What to do:
In how many lines of the material below does the string "Deserialize" appear? Answer with a single number.
• • • • •
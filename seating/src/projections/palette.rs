//! Location colour assignment.
//!
//! Every distinct boarding location gets a colour the first time it is seen.
//! Colours are handed out round-robin from [`PALETTE`] and repeat once there
//! are more locations than colours.

/// Colours handed out to locations, in assignment order.
pub const PALETTE: [&str; 14] = [
    "#e74c3c", "#3498db", "#2ecc71", "#f39c12", "#9b59b6", "#1abc9c", "#e67e22", "#34495e",
    "#e91e63", "#00bcd4", "#8bc34a", "#ff5722", "#795548", "#607d8b",
];

/// Colour for a location that has no assignment.
pub const FALLBACK_COLOR: &str = "#3498db";

/// Location → colour assignments in first-seen order
#[derive(Clone, Debug, Default, PartialEq, Eq)]
pub struct LocationPalette {
    assignments: Vec<(String, &'static str)>,
}

impl LocationPalette {
    /// Creates an empty palette
    #[must_use]
    pub const fn new() -> Self {
        Self {
            assignments: Vec::new(),
        }
    }

    /// Returns the location's colour, assigning the next one if it is new.
    pub fn assign(&mut self, location: &str) -> &'static str {
        if let Some(color) = self.color_of(location) {
            return color;
        }

        let color = PALETTE[self.assignments.len() % PALETTE.len()];
        self.assignments.push((location.to_string(), color));
        color
    }

    /// Colour assigned to `location`, if any
    #[must_use]
    pub fn color_of(&self, location: &str) -> Option<&'static str> {
        self.assignments
            .iter()
            .find(|(known, _)| known == location)
            .map(|&(_, color)| color)
    }

    /// Colour assigned to `location`, or [`FALLBACK_COLOR`]
    #[must_use]
    pub fn color_or_fallback(&self, location: &str) -> &'static str {
        self.color_of(location).unwrap_or(FALLBACK_COLOR)
    }

    /// Position of `location` in first-seen order
    #[must_use]
    pub fn rank_of(&self, location: &str) -> Option<usize> {
        self.assignments
            .iter()
            .position(|(known, _)| known == location)
    }

    /// Assignments in first-seen order
    pub fn iter(&self) -> impl Iterator<Item = (&str, &'static str)> {
        self.assignments
            .iter()
            .map(|(location, color)| (location.as_str(), *color))
    }

    /// Number of locations seen
    #[must_use]
    pub fn len(&self) -> usize {
        self.assignments.len()
    }

    /// Returns `true` if no location has a colour yet
    #[must_use]
    pub fn is_empty(&self) -> bool {
        self.assignments.is_empty()
    }

    /// Forgets every assignment; the next location gets the first colour again
    pub fn clear(&mut self) {
        self.assignments.clear();
    }
}

#[cfg(test)]
mod tests {
    use super::*;

    #[test]
    fn assignment_is_stable() {
        let mut palette = LocationPalette::new();
        assert_eq!(palette.assign("Yangjae"), "#e74c3c");
        assert_eq!(palette.assign("Sadang"), "#3498db");
        assert_eq!(palette.assign("Yangjae"), "#e74c3c");
        assert_eq!(palette.len(), 2);
        assert_eq!(palette.rank_of("Sadang"), Some(1));
    }

    #[test]
    fn colours_wrap_after_the_last_entry() {
        let mut palette = LocationPalette::new();
        for index in 0..PALETTE.len() {
            palette.assign(&format!("stop-{index}"));
        }
        assert_eq!(palette.assign("one more"), PALETTE[0]);
        assert_eq!(palette.assign("and another"), PALETTE[1]);
    }

    #[test]
    fn unknown_locations_use_the_fallback() {
        let palette = LocationPalette::new();
        assert_eq!(palette.color_of("Nowhere"), None);
        assert_eq!(palette.color_or_fallback("Nowhere"), FALLBACK_COLOR);
    }

    #[test]
    fn clear_restarts_the_rotation() {
        let mut palette = LocationPalette::new();
        palette.assign("A");
        palette.assign("B");
        palette.clear();
        assert!(palette.is_empty());
        assert_eq!(palette.assign("B"), PALETTE[0]);
    }
}
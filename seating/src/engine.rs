//! The seating engine: one explicit context object per session.
//!
//! [`SeatingEngine`] owns the [`Store`] running the seating reducer, turns each
//! call into a command and waits for the matching outcome.
//!
//! Rendering follows the store, not the caller: a background task watches the
//! store's action stream and hands a fresh [`SeatMapView`] to the rendering
//! sink after every committed mutation, including one that lands after its
//! caller gave up waiting.

use crate::aggregates::{SeatingAction, SeatingEnvironment, SeatingReducer};
use crate::config::Config;
use crate::error::SeatingError;
use crate::persistence::JsonFilePersistence;
use crate::projections::{location_statistics, LocationStatistics, SeatMapView, Statistics};
use crate::render::RenderSink;
use crate::types::{
    CancellationRequest, RequestId, Reservation, ReservationRequest, SeatNumber, SeatingState,
};
use seatplan_core::environment::SystemClock;
use seatplan_runtime::Store;
use std::collections::BTreeMap;
use std::sync::Arc;
use std::time::Duration;
use tokio::sync::{broadcast, watch};
use tokio::task::JoinHandle;

/// Store type driving the seating reducer
pub type SeatingStore = Store<SeatingState, SeatingAction, SeatingEnvironment, SeatingReducer>;

/// Result of a text import
#[derive(Clone, Copy, Debug, PartialEq, Eq)]
pub struct ImportSummary {
    /// Passengers installed
    pub imported: usize,
    /// Non-blank lines that did not match the roster format
    pub skipped_lines: usize,
}

/// Reservation engine for one bus
#[derive(Clone)]
pub struct SeatingEngine {
    store: SeatingStore,
    rendered: watch::Receiver<u64>,
    request_timeout: Duration,
    _render_task: Arc<RenderTask>,
}

/// Aborts the render loop once the last engine handle is gone
struct RenderTask(JoinHandle<()>);

impl Drop for RenderTask {
    fn drop(&mut self) {
        self.0.abort();
    }
}

impl SeatingEngine {
    /// Creates an engine with an empty seat plan.
    ///
    /// Spawns the render loop, so it must be called inside a tokio runtime.
    #[must_use]
    pub fn new(
        environment: SeatingEnvironment,
        renderer: Arc<dyn RenderSink>,
        request_timeout: Duration,
    ) -> Self {
        let store = Store::new(SeatingState::new(), SeatingReducer::new(), environment);
        let (rendered_tx, rendered) = watch::channel(0);
        let commits = store.subscribe_actions();
        let task = tokio::spawn(render_commits(store.clone(), commits, renderer, rendered_tx));

        Self {
            store,
            rendered,
            request_timeout,
            _render_task: Arc::new(RenderTask(task)),
        }
    }

    /// Creates an engine backed by the configured JSON file and the system clock
    #[must_use]
    pub fn from_config(config: &Config, renderer: Arc<dyn RenderSink>) -> Self {
        let environment = SeatingEnvironment::new(
            Arc::new(SystemClock),
            Arc::new(JsonFilePersistence::new(config.storage.data_file.clone())),
        );
        Self::new(environment, renderer, config.request_timeout())
    }

    /// Replaces the plan with a pasted roster.
    ///
    /// The import is local: nothing is written to the persistence sink.
    ///
    /// # Errors
    ///
    /// [`SeatingError::EmptyInput`], [`SeatingError::EmptyResult`],
    /// [`SeatingError::InvalidSeatRange`], [`SeatingError::DuplicateSeat`],
    /// [`SeatingError::MutationInFlight`] or [`SeatingError::Timeout`]. The
    /// plan is unchanged on error.
    pub async fn import_roster(&self, text: &str) -> Result<ImportSummary, SeatingError> {
        let action = SeatingAction::ImportRoster {
            request_id: RequestId::new(),
            text: text.to_string(),
        };

        match self.dispatch(action).await? {
            SeatingAction::RosterImported {
                reservations,
                skipped_lines,
                ..
            } => Ok(ImportSummary {
                imported: reservations.len(),
                skipped_lines,
            }),
            other => Err(unexpected(&other)),
        }
    }

    /// Replaces the plan with what the persistence sink holds and returns
    /// the number of reservations loaded.
    ///
    /// # Errors
    ///
    /// [`SeatingError::PersistenceFailure`] if the sink cannot be read,
    /// [`SeatingError::DuplicateSeat`] if it holds two rows for one seat,
    /// [`SeatingError::MutationInFlight`] or [`SeatingError::Timeout`].
    pub async fn load_reservations(&self) -> Result<usize, SeatingError> {
        let action = SeatingAction::LoadReservations {
            request_id: RequestId::new(),
        };

        match self.dispatch(action).await? {
            SeatingAction::ReservationsLoaded { reservations, .. } => Ok(reservations.len()),
            other => Err(unexpected(&other)),
        }
    }

    /// Books a seat, overwriting any previous occupant.
    ///
    /// # Errors
    ///
    /// Validation errors ([`SeatingError::MissingRequiredField`],
    /// [`SeatingError::InvalidPhoneFormat`], [`SeatingError::InvalidSeatRange`]),
    /// [`SeatingError::PersistenceFailure`], [`SeatingError::MutationInFlight`]
    /// or [`SeatingError::Timeout`].
    pub async fn reserve_seat(
        &self,
        request: ReservationRequest,
    ) -> Result<Reservation, SeatingError> {
        let action = SeatingAction::ReserveSeat {
            request_id: RequestId::new(),
            request,
        };

        match self.dispatch(action).await? {
            SeatingAction::SeatReserved { reservation, .. } => Ok(reservation),
            other => Err(unexpected(&other)),
        }
    }

    /// Releases a seat if name and phone match, returning the removed reservation.
    ///
    /// # Errors
    ///
    /// [`SeatingError::MissingRequiredField`], [`SeatingError::InvalidSeatRange`],
    /// [`SeatingError::NotFound`], [`SeatingError::IdentityMismatch`],
    /// [`SeatingError::PersistenceFailure`], [`SeatingError::MutationInFlight`]
    /// or [`SeatingError::Timeout`].
    pub async fn cancel_reservation(
        &self,
        request: CancellationRequest,
    ) -> Result<Reservation, SeatingError> {
        let action = SeatingAction::CancelReservation {
            request_id: RequestId::new(),
            request,
        };

        match self.dispatch(action).await? {
            SeatingAction::SeatCancelled { reservation, .. } => Ok(reservation),
            other => Err(unexpected(&other)),
        }
    }

    /// Removes every reservation, here and in the persistence sink.
    ///
    /// # Errors
    ///
    /// [`SeatingError::PersistenceFailure`], [`SeatingError::MutationInFlight`]
    /// or [`SeatingError::Timeout`].
    pub async fn clear_all(&self) -> Result<(), SeatingError> {
        let action = SeatingAction::ClearAll {
            request_id: RequestId::new(),
        };

        match self.dispatch(action).await? {
            SeatingAction::SeatsCleared { .. } => Ok(()),
            other => Err(unexpected(&other)),
        }
    }

    /// Owned copy of the current reservations
    pub async fn snapshot(&self) -> BTreeMap<SeatNumber, Reservation> {
        self.store.state(SeatingState::snapshot).await
    }

    /// Whole-bus counts
    pub async fn statistics(&self) -> Statistics {
        self.store
            .state(|state| Statistics::from_snapshot(state.reservations()))
            .await
    }

    /// Per-location counts, busiest first
    pub async fn location_statistics(&self) -> Vec<LocationStatistics> {
        self.store
            .state(|state| location_statistics(state.reservations(), state.palette()))
            .await
    }

    /// Current seat map
    pub async fn view(&self) -> SeatMapView {
        self.store
            .state(|state| SeatMapView::build(state.reservations(), state.palette()))
            .await
    }

    /// Whether a command is still waiting on the persistence sink
    pub async fn is_busy(&self) -> bool {
        self.store.state(|state| state.in_flight().is_some()).await
    }

    /// Most recent failure recorded by the store
    pub async fn last_error(&self) -> Option<SeatingError> {
        self.store.state(|state| state.last_error().cloned()).await
    }

    /// Sends a command and waits for the event that settles it
    async fn dispatch(&self, action: SeatingAction) -> Result<SeatingAction, SeatingError> {
        let request_id = action.request_id();

        let outcome = self
            .store
            .send_and_wait_for(
                action,
                move |candidate| candidate.is_outcome_for(request_id),
                self.request_timeout,
            )
            .await
            .inspect_err(|error| {
                tracing::warn!(%request_id, %error, "Gave up waiting for command outcome");
            })?;

        match outcome {
            SeatingAction::RequestFailed { error, .. } => Err(error),
            outcome => {
                self.wait_until_rendered().await;
                Ok(outcome)
            },
        }
    }

    /// Waits until the render loop has drawn the plan as it stands now
    async fn wait_until_rendered(&self) {
        let revision = self.store.state(SeatingState::revision).await;
        let mut rendered = self.rendered.clone();
        if rendered.wait_for(|drawn| *drawn >= revision).await.is_err() {
            tracing::warn!(revision, "Render loop stopped before drawing the plan");
        }
    }
}

/// Renders the plan after every committed mutation until the store goes away
async fn render_commits(
    store: SeatingStore,
    mut commits: broadcast::Receiver<SeatingAction>,
    renderer: Arc<dyn RenderSink>,
    rendered: watch::Sender<u64>,
) {
    loop {
        match commits.recv().await {
            Ok(action) if action.is_commit() => {},
            Ok(_) => continue,
            Err(broadcast::error::RecvError::Lagged(skipped)) => {
                tracing::warn!(skipped, "Render loop lagged; drawing the current plan");
            },
            Err(broadcast::error::RecvError::Closed) => break,
        }

        let (revision, view) = store
            .state(|state| {
                (
                    state.revision(),
                    SeatMapView::build(state.reservations(), state.palette()),
                )
            })
            .await;
        renderer.render(&view);
        rendered.send_replace(revision);
    }
}

fn unexpected(action: &SeatingAction) -> SeatingError {
    SeatingError::Runtime(format!("unexpected outcome: {action:?}"))
}

#[cfg(test)]
#[allow(clippy::unwrap_used)]
mod tests {
    use super::*;
    use crate::persistence::InMemoryPersistence;
    use crate::render::RecordingRenderer;
    use seatplan_testing::test_clock;

    fn engine() -> (SeatingEngine, Arc<RecordingRenderer>) {
        let renderer = Arc::new(RecordingRenderer::new());
        let environment = SeatingEnvironment::new(
            Arc::new(test_clock()),
            Arc::new(InMemoryPersistence::new()),
        );
        let engine = SeatingEngine::new(
            environment,
            Arc::clone(&renderer) as Arc<dyn RenderSink>,
            Duration::from_secs(1),
        );
        (engine, renderer)
    }

    #[tokio::test]
    async fn successful_import_renders_once() {
        let (engine, renderer) = engine();
        let summary = engine
            .import_roster("1. Kim(입완, Yangjae, 1)\nignored")
            .await
            .unwrap();

        assert_eq!(
            summary,
            ImportSummary {
                imported: 1,
                skipped_lines: 1
            }
        );
        assert_eq!(renderer.count(), 1);
        assert_eq!(renderer.last().unwrap().statistics.total, 1);
    }

    #[tokio::test]
    async fn rejected_import_does_not_render() {
        let (engine, renderer) = engine();
        let result = engine.import_roster("").await;

        assert_eq!(result, Err(SeatingError::EmptyInput));
        tokio::task::yield_now().await;
        assert_eq!(renderer.count(), 0);
        assert_eq!(engine.last_error().await, Some(SeatingError::EmptyInput));
        assert!(!engine.is_busy().await);
    }
}
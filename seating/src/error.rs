//! Error types for the bus seating engine.
//!
//! [`SeatingError`] is what callers see. It is `Clone` and serializable
//! because failures travel through the store as `RequestFailed` actions.
//! [`PersistenceError`] is what a persistence sink reports; the engine folds
//! it into [`SeatingError::PersistenceFailure`].

use crate::types::{SeatNumber, SEAT_COUNT};
use seatplan_runtime::StoreError;
use serde::{Deserialize, Serialize};
use std::fmt;
use thiserror::Error;

/// A field that must be filled in before a seat can be reserved or released.
#[derive(Clone, Copy, Debug, PartialEq, Eq, Hash, Serialize, Deserialize)]
pub enum RequiredField {
    /// Passenger name
    Name,
    /// Contact phone number
    Phone,
    /// Boarding location
    Location,
}

impl fmt::Display for RequiredField {
    fn fmt(&self, f: &mut fmt::Formatter<'_>) -> fmt::Result {
        f.write_str(match self {
            Self::Name => "name",
            Self::Phone => "phone",
            Self::Location => "location",
        })
    }
}

/// Persistence sink operation, used in failure reports and metric labels.
#[derive(Clone, Copy, Debug, PartialEq, Eq, Hash, Serialize, Deserialize)]
pub enum PersistenceOperation {
    /// Reading every stored reservation
    ReadAll,
    /// Upserting one reservation
    Write,
    /// Deleting one seat
    DeleteBySeat,
    /// Deleting everything
    ClearAll,
}

impl PersistenceOperation {
    /// Stable snake-case name
    #[must_use]
    pub const fn as_str(self) -> &'static str {
        match self {
            Self::ReadAll => "read_all",
            Self::Write => "write",
            Self::DeleteBySeat => "delete_by_seat",
            Self::ClearAll => "clear_all",
        }
    }
}

impl fmt::Display for PersistenceOperation {
    fn fmt(&self, f: &mut fmt::Formatter<'_>) -> fmt::Result {
        f.write_str(self.as_str())
    }
}

/// Every user-visible failure of the seating engine.
#[derive(Error, Debug, Clone, PartialEq, Eq, Serialize, Deserialize)]
pub enum SeatingError {
    /// The roster text was empty after trimming.
    #[error("no passenger information was entered")]
    EmptyInput,

    /// No roster line matched `<order>. <name>(<status>, <location>, <seat>)`.
    #[error("no line matched the roster format, e.g. `1. Kim(입완, Yangjae, 1)`")]
    EmptyResult,

    /// One or more seat numbers fall outside the seat universe.
    #[error("seat numbers must be between 1 and {}: {}", SEAT_COUNT, join(.seats))]
    InvalidSeatRange {
        /// Offending seat numbers, in input order
        seats: Vec<u32>,
    },

    /// The same seat number appears more than once in a batch.
    #[error("duplicate seat numbers: {}", join(.seats))]
    DuplicateSeat {
        /// Each duplicated seat number, listed once
        seats: Vec<u32>,
    },

    /// Required fields were left blank.
    #[error("required fields are missing: {}", join(.fields))]
    MissingRequiredField {
        /// Every blank field
        fields: Vec<RequiredField>,
    },

    /// The phone number is not of the form `01X-XXX(X)-XXXX`.
    #[error("invalid phone number `{phone}`, expected e.g. 010-1234-5678")]
    InvalidPhoneFormat {
        /// The rejected input
        phone: String,
    },

    /// There is no reservation on the seat.
    #[error("seat {seat} has no reservation")]
    NotFound {
        /// Requested seat
        seat: SeatNumber,
    },

    /// Name or phone differ from the stored reservation.
    #[error("name and phone do not match the reservation on seat {seat}")]
    IdentityMismatch {
        /// Requested seat
        seat: SeatNumber,
    },

    /// A previous change is still waiting on the persistence sink.
    #[error("another change is still being saved, try again once it completes")]
    MutationInFlight,

    /// The persistence sink call failed; nothing was applied.
    #[error("saving failed during {operation}: {reason}")]
    PersistenceFailure {
        /// Operation that failed
        operation: PersistenceOperation,
        /// Sink-provided reason
        reason: String,
    },

    /// The caller stopped waiting for the outcome.
    #[error("timed out waiting for the reservation store")]
    Timeout,

    /// The store runtime failed.
    #[error("reservation store unavailable: {0}")]
    Runtime(String),
}

impl SeatingError {
    /// Wrap a sink failure.
    #[must_use]
    pub fn persistence(operation: PersistenceOperation, error: &PersistenceError) -> Self {
        Self::PersistenceFailure {
            operation,
            reason: error.to_string(),
        }
    }

    /// Short snake-case tag, used as a metric label.
    #[must_use]
    pub const fn kind(&self) -> &'static str {
        match self {
            Self::EmptyInput => "empty_input",
            Self::EmptyResult => "empty_result",
            Self::InvalidSeatRange { .. } => "invalid_seat_range",
            Self::DuplicateSeat { .. } => "duplicate_seat",
            Self::MissingRequiredField { .. } => "missing_required_field",
            Self::InvalidPhoneFormat { .. } => "invalid_phone_format",
            Self::NotFound { .. } => "not_found",
            Self::IdentityMismatch { .. } => "identity_mismatch",
            Self::MutationInFlight => "mutation_in_flight",
            Self::PersistenceFailure { .. } => "persistence_failure",
            Self::Timeout => "timeout",
            Self::Runtime(_) => "runtime",
        }
    }
}

impl From<StoreError> for SeatingError {
    fn from(error: StoreError) -> Self {
        match error {
            StoreError::Timeout => Self::Timeout,
            StoreError::ChannelClosed => Self::Runtime(error.to_string()),
        }
    }
}

/// Errors reported by a persistence sink.
#[derive(Error, Debug)]
pub enum PersistenceError {
    /// Underlying I/O failed.
    #[error("I/O error: {0}")]
    Io(#[from] std::io::Error),

    /// The stored document could not be encoded or decoded.
    #[error("serialization error: {0}")]
    Serialization(#[from] serde_json::Error),

    /// A stored row violates a reservation invariant.
    #[error("corrupt record: {0}")]
    CorruptRecord(String),

    /// The sink refused or could not be reached.
    #[error("sink unavailable: {0}")]
    Unavailable(String),
}

fn join<I>(items: I) -> String
where
    I: IntoIterator,
    I::Item: fmt::Display,
{
    items
        .into_iter()
        .map(|item| item.to_string())
        .collect::<Vec<_>>()
        .join(", ")
}

#[cfg(test)]
mod tests {
    use super::*;

    #[test]
    fn messages_name_the_offending_seats() {
        let error = SeatingError::InvalidSeatRange { seats: vec![0, 29] };
        assert_eq!(
            error.to_string(),
            "seat numbers must be between 1 and 28: 0, 29"
        );

        let error = SeatingError::DuplicateSeat { seats: vec![3] };
        assert_eq!(error.to_string(), "duplicate seat numbers: 3");
    }

    #[test]
    fn missing_fields_are_listed_together() {
        let error = SeatingError::MissingRequiredField {
            fields: vec![RequiredField::Name, RequiredField::Location],
        };
        assert_eq!(error.to_string(), "required fields are missing: name, location");
        assert_eq!(error.kind(), "missing_required_field");
    }

    #[test]
    fn store_timeout_maps_to_timeout() {
        assert_eq!(SeatingError::from(StoreError::Timeout), SeatingError::Timeout);
        assert!(matches!(
            SeatingError::from(StoreError::ChannelClosed),
            SeatingError::Runtime(_)
        ));
    }

    #[test]
    fn persistence_failure_keeps_operation_and_reason() {
        let error = SeatingError::persistence(
            PersistenceOperation::Write,
            &PersistenceError::Unavailable("offline".to_string()),
        );
        assert_eq!(
            error.to_string(),
            "saving failed during write: sink unavailable: offline"
        );
    }
}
• • • • •
Solution to the problem:
4